Activity of Nrxn2α KO mice in the open field. (a) Nrxn2α KO mice (n=16) display a marginal but non-significant increase in locomotion compared with WT mice (n=33) over 30 min of free exploration (two-way repeated measures analysis of variance, main effect of time block (F(5,235)=18.12, P<0.0001), no effect of genotype (F(1,47)=2.44, P>0.05) or interactions (F(5,235)<1, P>0.05)). During the trial, the arena floor was divided into three zones (outer, intermediate, center) and the mice were tracked automatically. Nrxn2α KO mice spent significantly more time within the outer zone (b; t(47)=2.54, P=0.015; thigmotaxis) and significantly less time in the intermediate zone (c; t(47)=2.59, P=0.013). There was also a trend for Nrxn2α KO mice to spend less time in the center zone (d; t(47)=1.76, P=0.085). KO, knockout; Nrxn2α, α-neurexin II; WT, wild type. *P<0.05.

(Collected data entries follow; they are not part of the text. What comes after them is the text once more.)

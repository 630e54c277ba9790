//! Per-player on/off assembly and the whole-roster batch.
//!
//! [`player_split`] composes the partition, the teammate filter, and the
//! eFG% formula into one [`OnOffSplit`] row; [`team_report`] runs it over a
//! derived roster. Each player's computation reads only the shared
//! immutable log and writes only its own row, so the batch runs in
//! parallel with no coordination.

use std::collections::BTreeMap;

use log::debug;
use rayon::prelude::*;
use serde::{Deserialize, Serialize};

use crate::efficiency::{credibility, efficiency_ratio, ShotTally};
use crate::error::{AnalysisError, Result};
use crate::event::{GameLog, Side};
use crate::roster::roster;
use crate::split::{partition_by_presence, teammate_shots};

/// One player's on/off comparison.
///
/// Every field is optional: an empty on- or off-court teammate sample
/// leaves its side of the comparison (and anything derived from it)
/// missing. Serialized as explicit `null`s so consumers cannot mistake
/// missing for zero.
#[derive(Debug, Clone, Default, PartialEq, Serialize, Deserialize)]
pub struct OnOffSplit {
    /// `on_efg / off_efg`; missing when either side is, or when `off_efg`
    /// is zero.
    pub ratio: Option<f64>,
    /// Teammate eFG% with the subject on the floor.
    pub on_efg: Option<f64>,
    /// Teammate eFG% with the subject off the floor.
    pub off_efg: Option<f64>,
    /// Teammate field goal attempts with the subject on the floor.
    pub on_attempts: Option<u32>,
    /// Teammate field goal attempts with the subject off the floor.
    pub off_attempts: Option<u32>,
    /// Square-root sample-balance weight over the two attempt counts.
    pub credibility: Option<f64>,
}

impl OnOffSplit {
    /// Whether any side of the comparison exists at all.
    pub fn has_data(&self) -> bool {
        self.on_attempts.is_some() || self.off_attempts.is_some()
    }
}

/// A full team's on/off table for one game.
#[derive(Debug, Clone, PartialEq, Serialize, Deserialize)]
pub struct TeamOnOffReport {
    pub side: Side,
    /// Team abbreviation the teammate filter ran against.
    pub team: String,
    /// Rows of the source log the analysis read.
    pub events_analyzed: usize,
    /// One row per roster member, keyed by player identifier.
    pub players: BTreeMap<String, OnOffSplit>,
}

/// Compute one player's [`OnOffSplit`].
///
/// `side` selects which lineup column decides presence; `team` is the
/// abbreviation whose shots count as teammate shots. Missing halves are
/// reported per field, never as an error, so a twelfth man with two
/// minutes of floor time yields a mostly-`None` row instead of failing
/// the batch.
pub fn player_split(log: &GameLog, player: &str, side: Side, team: &str) -> OnOffSplit {
    // 1. Partition the log by the player's presence in the side's lineup.
    let (on_events, off_events) = partition_by_presence(log, player, side);

    // 2. Keep teammate field goal attempts in each half.
    let on_shots = teammate_shots(&on_events, player, team);
    let off_shots = teammate_shots(&off_events, player, team);

    // 3. Tally the halves; an empty half stays missing from here on.
    let on_tally = ShotTally::from_events(&on_shots);
    let off_tally = ShotTally::from_events(&off_shots);
    let on_attempts = (on_tally.attempts > 0).then_some(on_tally.attempts);
    let off_attempts = (off_tally.attempts > 0).then_some(off_tally.attempts);
    // Expected for low-minute players, so this never rises above debug.
    if on_attempts.is_none() {
        debug!("No on-court teammate attempts for {} ({}, {} side)", player, team, side);
    }
    if off_attempts.is_none() {
        debug!("No off-court teammate attempts for {} ({}, {} side)", player, team, side);
    }

    // 4. Derive percentages, the ratio, and the balance weight.
    let on_efg = on_tally.efg();
    let off_efg = off_tally.efg();
    OnOffSplit {
        ratio: efficiency_ratio(on_efg, off_efg),
        on_efg,
        off_efg,
        on_attempts,
        off_attempts,
        credibility: credibility(on_attempts, off_attempts),
    }
}

/// Run [`player_split`] across the derived roster of `side`.
///
/// Every roster member gets a row, including players whose fields are all
/// missing. Fails up front with [`AnalysisError::UnknownTeam`] when the
/// abbreviation never appears in the log; a typo'd team would otherwise
/// produce a silently all-missing table.
pub fn team_report(log: &GameLog, side: Side, team: &str) -> Result<TeamOnOffReport> {
    if !log.has_team(team) {
        return Err(AnalysisError::UnknownTeam {
            team: team.to_string(),
            side,
        });
    }

    let players: BTreeMap<String, OnOffSplit> = roster(log, side)
        .into_par_iter()
        .map(|player| {
            let split = player_split(log, &player, side, team);
            (player, split)
        })
        .collect();

    Ok(TeamOnOffReport {
        side,
        team: team.to_string(),
        events_analyzed: log.len(),
        players,
    })
}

Nrxn2α KO mice show an anxiety-like phenotype. In the elevated plus maze, KO mice (n=16) spent significantly less time in the open arms (a; t(47)=2.62, P=0.012) and significantly more time in the closed arms (b; t(47)=6.84, P<0.0001) compared with WT (n=33). KO mice also make significantly fewer head dips (c; t(47)=4.68, P<0.0001). In the emergence test, the latency to emerge from an enclosed shelter into an open arena was significantly longer in Nrxn2α KO mice (n=16) compared with WT (n=33) (d; t(47)=4.16, P<0.0001) and, overall, they spent significantly less time out of the enclosed shelter over the 15 min trial (e; two-way repeated measures analysis of variance, main effect of time block (F(2,94)=14.34, P<0.0001) and genotype (F(1,47)=12.30, P=0.001), no significant interactions (F(2,94)=2.01, P>0.05)). In a familiar environment, Nrxn2α KO mice also spent significantly less time engaging with novel objects (f; t(47)=2.86, P=0.006). KO, knockout; Nrxn2α, α-neurexin II; WT, wild type. *P<0.05; **P<0.01; ***P<0.0001.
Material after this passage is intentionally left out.